Scedosporium species are opportunistic pathogens causing a large variety of human infections. To date, there is limited information on the pathogenic mechanisms of these fungi, partly because of the limited number of genetic tools available. Here, the CRISPR-Cas9 technology, which provided promising results for functional genomic studies in filamentous fungi, was optimized for Scedosporium species using in vitro assembled Cas9 ribonucleoprotein (RNP) complexes. In these fungi, functional genomic studies are particularly complex in a wild-type strain, because of the high frequency of non-homologous recombination.
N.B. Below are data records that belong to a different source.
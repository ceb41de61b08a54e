//! Market quote for a futures symbol.

use chrono::{DateTime, Utc};
use rust_decimal::Decimal;
use serde::{Deserialize, Serialize};

/// Latest price for a symbol with change against the session open.
#[derive(Debug, Clone, PartialEq, Serialize, Deserialize)]
#[serde(rename_all = "camelCase")]
pub struct MarketQuote {
    pub symbol: String,

    /// Last price, always > 0
    pub price: Decimal,

    /// `price - session_open`
    pub change: Decimal,

    /// `change / session_open * 100`
    pub change_percent: Decimal,

    /// Fixed for the whole session
    pub session_open: Decimal,

    #[serde(default = "Utc::now")]
    pub updated_at: DateTime<Utc>,
}

impl MarketQuote {
    /// Quote at the session open.
    pub fn open(symbol: impl Into<String>, price: Decimal) -> Self {
        Self::with_change(symbol, price, Decimal::ZERO)
    }

    /// Quote whose session open is `price - change`.
    pub fn with_change(symbol: impl Into<String>, price: Decimal, change: Decimal) -> Self {
        let mut quote = Self {
            symbol: symbol.into(),
            price,
            change: Decimal::ZERO,
            change_percent: Decimal::ZERO,
            session_open: price - change,
            updated_at: Utc::now(),
        };
        quote.reprice(price);
        quote
    }

    /// Move to `new_price`, recomputing change from the session open.
    /// Non-positive prices are refused and the quote is left unchanged.
    pub fn reprice(&mut self, new_price: Decimal) -> bool {
        if new_price <= Decimal::ZERO {
            return false;
        }
        self.price = new_price;
        self.change = new_price - self.session_open;
        self.change_percent = if self.session_open.is_zero() {
            Decimal::ZERO
        } else {
            self.change / self.session_open * Decimal::ONE_HUNDRED
        };
        self.updated_at = Utc::now();
        true
    }
}
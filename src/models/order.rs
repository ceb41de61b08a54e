//! Order intents and their resolved fills.

use std::fmt;

use chrono::{DateTime, Utc};
use rust_decimal::Decimal;
use serde::{Deserialize, Serialize};
use uuid::Uuid;

use crate::error::{ExecutionError, ValidationError};

/// Direction of an order.
#[derive(Debug, Clone, Copy, PartialEq, Eq, Hash, Serialize, Deserialize)]
#[serde(rename_all = "UPPERCASE")]
pub enum OrderSide {
    Buy,
    Sell,
}

impl OrderSide {
    pub fn as_str(&self) -> &'static str {
        match self {
            OrderSide::Buy => "BUY",
            OrderSide::Sell => "SELL",
        }
    }

    /// +1 for buys, -1 for sells.
    pub fn sign(&self) -> i64 {
        match self {
            OrderSide::Buy => 1,
            OrderSide::Sell => -1,
        }
    }
}

impl fmt::Display for OrderSide {
    fn fmt(&self, f: &mut fmt::Formatter<'_>) -> fmt::Result {
        f.write_str(self.as_str())
    }
}

/// Why an order exists.
#[derive(Debug, Clone, PartialEq, Eq, Hash, Serialize, Deserialize)]
#[serde(tag = "kind", rename_all = "snake_case")]
pub enum CausalityTag {
    /// Entered by an operator; the nonce keeps separate manual orders distinct
    Manual { nonce: Uuid },

    /// Mirrored from a leader fill to one follower
    Replicated {
        leader_fill_id: Uuid,
        follower_id: String,
    },
}

impl CausalityTag {
    pub fn manual() -> Self {
        CausalityTag::Manual {
            nonce: Uuid::new_v4(),
        }
    }

    pub fn replicated(leader_fill_id: Uuid, follower_id: impl Into<String>) -> Self {
        CausalityTag::Replicated {
            leader_fill_id,
            follower_id: follower_id.into(),
        }
    }

    pub fn is_manual(&self) -> bool {
        matches!(self, CausalityTag::Manual { .. })
    }

    /// Stable identity used for idempotent execution.
    pub fn key(&self) -> String {
        match self {
            CausalityTag::Manual { nonce } => format!("manual:{}", nonce),
            CausalityTag::Replicated {
                leader_fill_id,
                follower_id,
            } => format!("{}:{}", leader_fill_id, follower_id),
        }
    }
}

impl fmt::Display for CausalityTag {
    fn fmt(&self, f: &mut fmt::Formatter<'_>) -> fmt::Result {
        match self {
            CausalityTag::Manual { .. } => f.write_str("manual"),
            CausalityTag::Replicated { leader_fill_id, .. } => {
                write!(f, "leader:{}", leader_fill_id)
            }
        }
    }
}

/// Request to trade `quantity` contracts of `symbol` on one account.
#[derive(Debug, Clone, PartialEq, Serialize, Deserialize)]
pub struct OrderIntent {
    pub symbol: String,
    pub side: OrderSide,
    pub quantity: u32,
    pub account_id: String,
    pub causality: CausalityTag,
}

impl OrderIntent {
    pub fn manual(
        account_id: impl Into<String>,
        symbol: impl Into<String>,
        side: OrderSide,
        quantity: u32,
    ) -> Self {
        Self {
            symbol: symbol.into().trim().to_uppercase(),
            side,
            quantity,
            account_id: account_id.into(),
            causality: CausalityTag::manual(),
        }
    }

    /// Mirror a leader fill onto `follower_id` with the given size.
    pub fn mirror(leader_fill: &Fill, follower_id: &str, quantity: u32) -> Self {
        Self {
            symbol: leader_fill.symbol.clone(),
            side: leader_fill.side,
            quantity,
            account_id: follower_id.to_string(),
            causality: CausalityTag::replicated(leader_fill.id, follower_id),
        }
    }

    pub fn validate(&self) -> Result<(), ValidationError> {
        if self.quantity == 0 {
            return Err(ValidationError::ZeroQuantity);
        }
        if self.symbol.trim().is_empty() {
            return Err(ValidationError::EmptySymbol);
        }
        Ok(())
    }
}

/// Terminal status of an order against one account.
#[derive(Debug, Clone, Copy, PartialEq, Eq, Serialize, Deserialize)]
#[serde(rename_all = "UPPERCASE")]
pub enum FillOutcome {
    Filled,
    Rejected,
}

/// Resolved outcome of an [`OrderIntent`].
#[derive(Debug, Clone, PartialEq, Serialize, Deserialize)]
pub struct Fill {
    pub id: Uuid,
    pub account_id: String,
    pub symbol: String,
    pub side: OrderSide,
    pub requested_quantity: u32,

    /// May be below `requested_quantity` for partial fills; zero when rejected
    pub filled_quantity: u32,

    pub filled_price: Option<Decimal>,
    pub timestamp: DateTime<Utc>,
    pub outcome: FillOutcome,
    pub rejection: Option<ExecutionError>,
    pub causality: CausalityTag,

    /// Platform order reference when the venue acknowledged the order
    #[serde(default)]
    pub venue_order_id: Option<String>,
}

impl Fill {
    pub fn filled(
        intent: &OrderIntent,
        price: Decimal,
        quantity: u32,
        venue_order_id: Option<String>,
    ) -> Self {
        Self {
            id: Uuid::new_v4(),
            account_id: intent.account_id.clone(),
            symbol: intent.symbol.clone(),
            side: intent.side,
            requested_quantity: intent.quantity,
            filled_quantity: quantity,
            filled_price: Some(price),
            timestamp: Utc::now(),
            outcome: FillOutcome::Filled,
            rejection: None,
            causality: intent.causality.clone(),
            venue_order_id,
        }
    }

    pub fn rejected(intent: &OrderIntent, reason: ExecutionError) -> Self {
        Self {
            id: Uuid::new_v4(),
            account_id: intent.account_id.clone(),
            symbol: intent.symbol.clone(),
            side: intent.side,
            requested_quantity: intent.quantity,
            filled_quantity: 0,
            filled_price: None,
            timestamp: Utc::now(),
            outcome: FillOutcome::Rejected,
            rejection: Some(reason),
            causality: intent.causality.clone(),
            venue_order_id: None,
        }
    }

    pub fn is_filled(&self) -> bool {
        self.outcome == FillOutcome::Filled
    }

    pub fn is_partial(&self) -> bool {
        self.is_filled() && self.filled_quantity < self.requested_quantity
    }
}
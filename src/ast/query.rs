use std::{fmt, str::FromStr};

use crate::{ast::Connective, parser::{ParseError, Parser}};

/// A parsed query.
///
/// Immutable once built. `connectives[i]` joins `clauses[i]` and
/// `clauses[i + 1]`, so `connectives.len() == clauses.len().saturating_sub(1)`.
#[derive(Debug, Clone, Default, PartialEq)]
pub struct Query {
    /// Requested field names, in request order. Empty when `select_all` is set.
    pub fields: Vec<String>,

    /// `select *`: fields come from the first record at execution time
    pub select_all: bool,

    /// Raw clause text, one entry per predicate
    pub clauses: Vec<String>,

    /// Connectives between adjacent clauses
    pub connectives: Vec<Connective>,
}

impl Query {
    /// Parse query text. Shorthand for [`Parser::parse`].
    pub fn parse(text: &str) -> Result<Self, ParseError> {
        Parser::new(text).parse()
    }

    /// True when the query has no `where` part and accepts every record.
    pub fn is_unfiltered(&self) -> bool {
        self.clauses.is_empty()
    }
}

impl FromStr for Query {
    type Err = ParseError;

    fn from_str(s: &str) -> Result<Self, Self::Err> {
        Query::parse(s)
    }
}

impl fmt::Display for Query {
    fn fmt(&self, f: &mut fmt::Formatter<'_>) -> fmt::Result {
        if self.select_all {
            f.write_str("select *")?;
        } else {
            write!(f, "select {}", self.fields.join(", "))?;
        }

        if let Some((first, rest)) = self.clauses.split_first() {
            write!(f, " where {}", first)?;
            for (connective, clause) in self.connectives.iter().zip(rest) {
                write!(f, " {} {}", connective, clause)?;
            }
        }
        Ok(())
    }
}
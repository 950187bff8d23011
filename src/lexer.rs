//! Clause scanner.
//!
//! Splits one clause such as `age > 26` into field, operator and literal.
//! The ` in ` token is looked for first; only when it is absent are the
//! single-character operators `>`, `<`, `=` considered. Either way the
//! winning operator must occur exactly once in the clause.

use thiserror::Error;

use crate::ast::{CompareOp, Predicate};

/// Why a clause could not be split. Callers treat every variant as "no match".
#[derive(Debug, Clone, PartialEq, Eq, Error)]
pub enum LexError {
    #[error("no operator in clause")]
    NoOperator,

    #[error("operator '{op}' splits clause into {parts} parts")]
    Ambiguous { op: CompareOp, parts: usize },
}

pub struct Lexer {
    input: Vec<char>,
    position: usize,
}

impl Lexer {
    pub fn new(input: &str) -> Self {
        Lexer {
            input: input.chars().collect(),
            position: 0,
        }
    }

    fn current_char(&self) -> Option<char> {
        self.input.get(self.position).copied()
    }

    fn peek_char(&self, offset: usize) -> Option<char> {
        self.input.get(self.position + offset).copied()
    }

    fn advance(&mut self) {
        self.position += 1;
    }

    fn at_in_keyword(&self) -> bool {
        self.current_char() == Some(' ')
            && self.peek_char(1) == Some('i')
            && self.peek_char(2) == Some('n')
            && self.peek_char(3) == Some(' ')
    }

    /// Start offsets of every non-overlapping ` in ` token.
    fn find_in_keywords(&mut self) -> Vec<usize> {
        self.position = 0;
        let mut found = Vec::new();
        while self.current_char().is_some() {
            if self.at_in_keyword() {
                found.push(self.position);
                self.position += CompareOp::In.symbol().len();
            } else {
                self.advance();
            }
        }
        found
    }

    /// Offsets of every operator symbol, paired with the first symbol seen.
    fn find_symbols(&mut self) -> (Option<CompareOp>, Vec<usize>) {
        self.position = 0;
        let mut first = None;
        let mut found = Vec::new();
        while let Some(ch) = self.current_char() {
            if let Some((_, op)) = CompareOp::SYMBOLS.iter().find(|(sym, _)| *sym == ch) {
                first.get_or_insert(*op);
                found.push(self.position);
            }
            self.advance();
        }
        (first, found)
    }

    fn slice(&self, start: usize, end: usize) -> String {
        self.input[start..end].iter().collect::<String>().trim().to_string()
    }

    /// Split the clause into a [`Predicate`].
    ///
    /// ```
    /// use jsql::ast::CompareOp;
    /// use jsql::lexer::Lexer;
    ///
    /// let p = Lexer::new("age > 26").scan_clause().unwrap();
    /// assert_eq!(p.field, "age");
    /// assert_eq!(p.op, CompareOp::GreaterThan);
    /// assert_eq!(p.literal, "26");
    /// ```
    pub fn scan_clause(&mut self) -> Result<Predicate, LexError> {
        let keywords = self.find_in_keywords();
        if !keywords.is_empty() {
            if keywords.len() != 1 {
                return Err(LexError::Ambiguous {
                    op: CompareOp::In,
                    parts: keywords.len() + 1,
                });
            }
            let at = keywords[0];
            return Ok(Predicate {
                field: self.slice(0, at),
                op: CompareOp::In,
                literal: self.slice(at + CompareOp::In.symbol().len(), self.input.len()),
            });
        }

        match self.find_symbols() {
            (None, _) => Err(LexError::NoOperator),
            (Some(op), positions) if positions.len() == 1 => {
                let at = positions[0];
                Ok(Predicate {
                    field: self.slice(0, at),
                    op,
                    literal: self.slice(at + 1, self.input.len()),
                })
            }
            (Some(op), positions) => Err(LexError::Ambiguous {
                op,
                parts: positions.len() + 1,
            }),
        }
    }
}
Prior disruption of the KU70 gene encoding one of the components of the non-homologous end joining system is required, which necessitates the use of a first selection marker. The cleavage of the target gene at each end using a dual RNA-guided Cas9 complex, followed by recombination with a repair template containing the hygromycin resistance gene, allowed disruption of the target gene in the ΔKU70 mutant. Four genes encoding dioxygenases, catalyzing the critical ring-opening step in aromatic hydrocarbons, were successfully disrupted, and the optimum efficiency was observed using 5 μg of the HygR repair cassette. Alternatively, in the wild-type strain, the exclusive use of two Cas9 RNP complexes was enough to achieve an efficient deletion method; one dioxygenase gene was successfully deleted in up to 20% of the obtained colonies. These last experimental conditions path the way to multiple gene deletions and complementation experiments, which cannot be reached using our first procedure since only two selection markers are available for Scedosporium species.